An earlier treatment means a better recovery for patients with stroke
Stroke is a medical emergency and early treatment is essential for patient recovery. Therefore, bringing the patient in time, after the stroke occurs, to the emergency room for specific treatment (fibrinolysis), is crucial. But so far there have been limited information regarding how the timing of administration of tissue plasminogen activator, or tPA, influences the outcome of patients with ischemic stroke, the most common type of stroke. Now a team of researchers from the University of California, Los Angeles conducted a study on more than 50 000 stroke patients treated with tPA. They wanted to see how critical is the timing between stroke onset and treatment.
Dr. Jeffrey Saver, a professor of neurology and director of the UCLA Stroke Center, said they found that the timing of the treatment had a strong influence on recovery and that the faster the treatment was applied, the better the results. He also added the patients who receive early treatment recovers much better: “Beginning treatment earlier resulted in an improved ability to walk, the ability to remain living independently, less bleeding in the brain and reduced mortality.”

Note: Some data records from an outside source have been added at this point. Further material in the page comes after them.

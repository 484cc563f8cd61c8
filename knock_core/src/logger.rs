use std::fs::OpenOptions;
use std::io::Write;
use std::path::{Path, PathBuf};

use knock_traits::LineSink;

/// Appends newline-terminated lines to a text file.
pub struct FileLogger {
    path: PathBuf,
}

impl FileLogger {
    pub fn new(path: impl Into<PathBuf>) -> Self {
        Self { path: path.into() }
    }

    pub fn path(&self) -> &Path {
        &self.path
    }

    fn open(&self) -> std::io::Result<std::fs::File> {
        OpenOptions::new().create(true).append(true).open(&self.path)
    }
}

impl LineSink for FileLogger {
    fn log_line(&mut self, text: &str) -> std::io::Result<()> {
        let mut file = self.open()?;
        writeln!(file, "{text}")
    }
}

/// Operator console on stdout.
#[derive(Debug, Default)]
pub struct StdoutSink;

impl LineSink for StdoutSink {
    fn log_line(&mut self, text: &str) -> std::io::Result<()> {
        let mut out = std::io::stdout().lock();
        writeln!(out, "{text}")
    }
}

/// Whether the knock log is active for this session.
#[derive(Debug, Clone, Copy, PartialEq, Eq)]
pub struct LoggingState {
    pub enabled: bool,
}

/// Knock log collaborator. Decided once at start-up and never rechecked.
pub struct KnockLog {
    sink: Option<Box<dyn LineSink>>,
    label: String,
}

impl KnockLog {
    pub fn disabled() -> Self {
        Self {
            sink: None,
            label: String::new(),
        }
    }

    /// Use an already available sink.
    pub fn enabled(sink: impl LineSink + 'static, label: impl Into<String>) -> Self {
        Self {
            sink: Some(Box::new(sink)),
            label: label.into(),
        }
    }

    /// Try to open `path` for appending. On failure logging stays off for the
    /// whole session and a single diagnostic goes to `console`.
    pub fn open_checked(path: &Path, console: &mut dyn LineSink) -> Self {
        let logger = FileLogger::new(path);
        match logger.open() {
            Ok(_) => {
                tracing::info!(path = %path.display(), "knock log enabled");
                Self::enabled(logger, path.display().to_string())
            }
            Err(e) => {
                tracing::warn!(path = %path.display(), error = %e, "knock log storage unavailable");
                let msg = format!(
                    "Log storage unavailable ({}): {e}; logging disabled",
                    path.display()
                );
                if let Err(err) = console.log_line(&msg) {
                    tracing::warn!(error = %err, "console write failed");
                }
                Self::disabled()
            }
        }
    }

    pub fn state(&self) -> LoggingState {
        LoggingState {
            enabled: self.sink.is_some(),
        }
    }

    pub fn label(&self) -> &str {
        &self.label
    }

    /// Append one line. `None` when logging is disabled.
    pub fn append(&mut self, text: &str) -> Option<std::io::Result<()>> {
        self.sink.as_mut().map(|s| s.log_line(text))
    }
}

#[cfg(test)]
mod tests {
    use super::*;

    #[derive(Default)]
    struct Lines(Vec<String>);
    impl LineSink for Lines {
        fn log_line(&mut self, text: &str) -> std::io::Result<()> {
            self.0.push(text.to_string());
            Ok(())
        }
    }

    #[test]
    fn opening_creates_and_appends() {
        let dir = tempfile::tempdir().unwrap();
        let path = dir.path().join("knock.log");
        let mut console = Lines::default();
        let mut log = KnockLog::open_checked(&path, &mut console);
        assert!(log.state().enabled);
        assert!(console.0.is_empty());
        log.append("Channel 1: 10% - Channel 2: 20%").unwrap().unwrap();
        log.append("Channel 1: 11% - Channel 2: 21%").unwrap().unwrap();
        let text = std::fs::read_to_string(&path).unwrap();
        assert_eq!(
            text,
            "Channel 1: 10% - Channel 2: 20%\nChannel 1: 11% - Channel 2: 21%\n"
        );
    }

    #[test]
    fn unavailable_storage_disables_and_reports_once() {
        let dir = tempfile::tempdir().unwrap();
        let path = dir.path().join("missing-dir").join("knock.log");
        let mut console = Lines::default();
        let mut log = KnockLog::open_checked(&path, &mut console);
        assert_eq!(log.state(), LoggingState { enabled: false });
        assert_eq!(console.0.len(), 1);
        assert!(console.0[0].contains("logging disabled"));
        assert!(log.append("SPU KNOCK LEVEL: 5%").is_none());
        assert!(!path.exists());
    }

    struct BrokenConsole(u32);
    impl LineSink for BrokenConsole {
        fn log_line(&mut self, _text: &str) -> std::io::Result<()> {
            self.0 += 1;
            Err(std::io::Error::other("console gone"))
        }
    }

    #[test]
    fn unavailable_storage_survives_a_broken_console() {
        let dir = tempfile::tempdir().unwrap();
        let path = dir.path().join("missing-dir").join("knock.log");
        let mut console = BrokenConsole(0);
        let log = KnockLog::open_checked(&path, &mut console);
        assert!(!log.state().enabled);
        assert_eq!(console.0, 1);
    }
}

Previous studies have demonstrated that intravenous tPA up to 4.5 hours after stroke helps patients with moderate to severe acute ischemic stroke. The data so far show that the maximum benefit comes when patients are treated very early after stroke and that it starts to decrease after 4.5 hours. But the disadvantage is that these data were drawn from a relatively small number of studies (eight studies conducted on 1,850 patients treated with tPA) and cannot be extrapolated to the general population. Therefore, the study conducted by researchers at UCLA used a large national registry to determine more accurately the association between time to treatment and stroke.
The study was conducted on a sample of 58 353 patients with acute ischemic stroke treated with tPA in the first 4.5 hours from stroke. The average patient age was 72 years and the average time from the onset of stroke to treatment was 144 minutes (about 2 hours and a half). After analyzing the medical history of the patients, the researchers were able to confirm precisely how critical is the time gap between the occurrence of stroke and receiving treatment. Saver pointed out that they knew from imaging investigations that the volume of irreversibly damaged brain tissue after ischemic stroke is expanding rapidly over time and that it takes more than 2 million neurons per minute for additional blood flow in the brain to be restored.